Page:Revue de Paris, 29è année, Tome 2, Mar-Avr 1922.djvu/497

La bibliothèque libre.
Cette page a été validée par deux contributeurs.


LA TRAGÉDIE RUSSE


Le journal d’un grand écrivain est toujours d’une lecture attachante lorsqu’il n’est point écrit en vue de publication. Dans ses œuvres, l’auteur le plus sincère ne peut éviter une certaine affectation, un souci d’art, une préméditation enfin, qui cachent son visage véritable, tandis qu’il se livre, dépouillé et sans défense, dans les feuilles éparses, tracées au jour le jour, qui sont la traduction directe de sa pensée et le registre immédiat de ses réactions sentimentales.

Avec les fragments du journal d’Andreïeff[1] cet intérêt s’accroît encore, car à la personnalité de l’un des plus grands artistes de la Russie moderne s’ajoute l’atmosphère d’une période tragique.

Il faut se représenter le moment où Leonide Andreïeff trace ses impressions pour en comprendre toute la valeur. C’est en 1918, l’année où la Russie envahie par les Allemands accepte joyeusement sa honte et subit les premières expériences communistes. L’écrivain chassé, ruiné, miné par la maladie, s’est réfugié en Finlande, où l’attend une mort prochaine et dont il a la prescience. À quelques verstes, si près qu’il en peut entendre les échos, crépite la fusillade, symbole de la lutte fratricide qui ravage son pays. Andreïeff souffre dans son patriotisme, dans son amour des hommes, dans son idéal brisé.

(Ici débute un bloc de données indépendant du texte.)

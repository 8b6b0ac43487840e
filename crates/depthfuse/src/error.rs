use thiserror::Error;

/// Which camera matrix failed to invert.
#[derive(Debug, Clone, Copy, PartialEq, Eq)]
pub enum MatrixKind {
    View,
    Intrinsics,
}

impl std::fmt::Display for MatrixKind {
    fn fmt(&self, f: &mut std::fmt::Formatter<'_>) -> std::fmt::Result {
        let s = match self {
            MatrixKind::View => "view",
            MatrixKind::Intrinsics => "intrinsics",
        };

        f.write_str(s)
    }
}

/// Why a single pixel sample was refused.
#[derive(Debug, Clone, Copy, PartialEq)]
pub enum SampleFault {
    /// Depth was zero, negative or not a number.
    NonPositiveDepth(f32),
    /// Pixel lies outside `[0, resolution)`.
    PixelOutOfRange { x: f32, y: f32 },
    /// The back-projected point ended up at infinity.
    NonFinitePosition,
}

impl std::fmt::Display for SampleFault {
    fn fmt(&self, f: &mut std::fmt::Formatter<'_>) -> std::fmt::Result {
        match self {
            SampleFault::NonPositiveDepth(d) => write!(f, "non-positive depth {d}"),
            SampleFault::PixelOutOfRange { x, y } => {
                write!(f, "pixel ({x:.1}, {y:.1}) outside camera image")
            }
            SampleFault::NonFinitePosition => f.write_str("non-finite world position"),
        }
    }
}

#[derive(Debug, Error)]
pub enum FusionError {
    /// A per-frame matrix could not be inverted. The frame is skipped.
    #[error("degenerate {matrix} matrix (determinant {determinant:e})")]
    DegenerateTransform { matrix: MatrixKind, determinant: f32 },

    /// Uniforms were requested before any frame produced a valid transform.
    #[error("transform context was never updated with an invertible camera")]
    NotInitialized,

    /// A single depth sample was unusable. The sample is skipped.
    #[error("invalid sample: {reason}")]
    InvalidSample { reason: SampleFault },

    /// The ring buffer was asked for zero slots.
    #[error("point ring capacity must be greater than zero")]
    InvalidCapacity,

    /// A frame map's backing storage does not match its dimensions.
    #[error("malformed {what}: expected {expected} values, got {actual}")]
    MalformedFrame {
        what: &'static str,
        expected: usize,
        actual: usize,
    },

    #[error("invalid configuration: {0}")]
    InvalidConfig(String),
}

impl FusionError {
    /// True for both "cannot invert" and "never inverted" transform failures.
    pub fn is_degenerate(&self) -> bool {
        matches!(
            self,
            FusionError::DegenerateTransform { .. } | FusionError::NotInitialized
        )
    }
}

impl From<SampleFault> for FusionError {
    fn from(reason: SampleFault) -> Self {
        FusionError::InvalidSample { reason }
    }
}

pub type Result<T> = std::result::Result<T, FusionError>;
//! The graphics-API seam.
//!
//! The hot-reload logic only needs four operations from the graphics API.
//! Everything else (buffers, textures, draw calls) stays with the host.

use std::fmt;

/// Pipeline stage a shader source is compiled for.
#[derive(Debug, Clone, Copy, PartialEq, Eq, Hash)]
pub enum ShaderStage {
    Vertex,
    Fragment,
}

impl ShaderStage {
    pub const ALL: &'static [ShaderStage] = &[ShaderStage::Vertex, ShaderStage::Fragment];

    pub fn label(self) -> &'static str {
        match self {
            Self::Vertex => "vertex",
            Self::Fragment => "fragment",
        }
    }
}

impl fmt::Display for ShaderStage {
    fn fmt(&self, f: &mut fmt::Formatter<'_>) -> fmt::Result {
        f.write_str(self.label())
    }
}

/// Compile/link/delete operations of a graphics API.
///
/// Implementations are bound to whatever context they were created with; all
/// calls happen on the thread that owns it. Error strings are the driver's
/// info log (or an equivalent diagnostic).
pub trait ShaderBackend {
    type Shader: Copy + fmt::Debug;
    type Program: Copy + Eq + fmt::Debug;

    fn compile_shader(&mut self, source: &str, stage: ShaderStage) -> Result<Self::Shader, String>;

    /// Create a program from two compiled stages and link it.
    ///
    /// On failure no program object may be left behind. The shaders are not
    /// consumed; the caller deletes them whatever the outcome.
    fn link_program(
        &mut self,
        vertex: Self::Shader,
        fragment: Self::Shader,
    ) -> Result<Self::Program, String>;

    fn delete_shader(&mut self, shader: Self::Shader);

    fn delete_program(&mut self, program: Self::Program);
}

Il vécut, en effet, comme la plupart des intellectuels russes, dans l’attente et l’enthousiasme de la révolution ; ce mot avait pour lui une puissance mystique, contenant la promesse du bonheur et de la liberté. Or, le coup d’État d’octobre 1917 transforme son idole en épouvantail ; l’objet de son culte est souillé par les bolcheviks et son pouvoir anéanti. Il en reste confondu, désemparé, blessé à jamais.

  1. Publiés par le Rousski Sbornik, volume de luxe à tirage réduit, mis en vente au profit des artistes russes.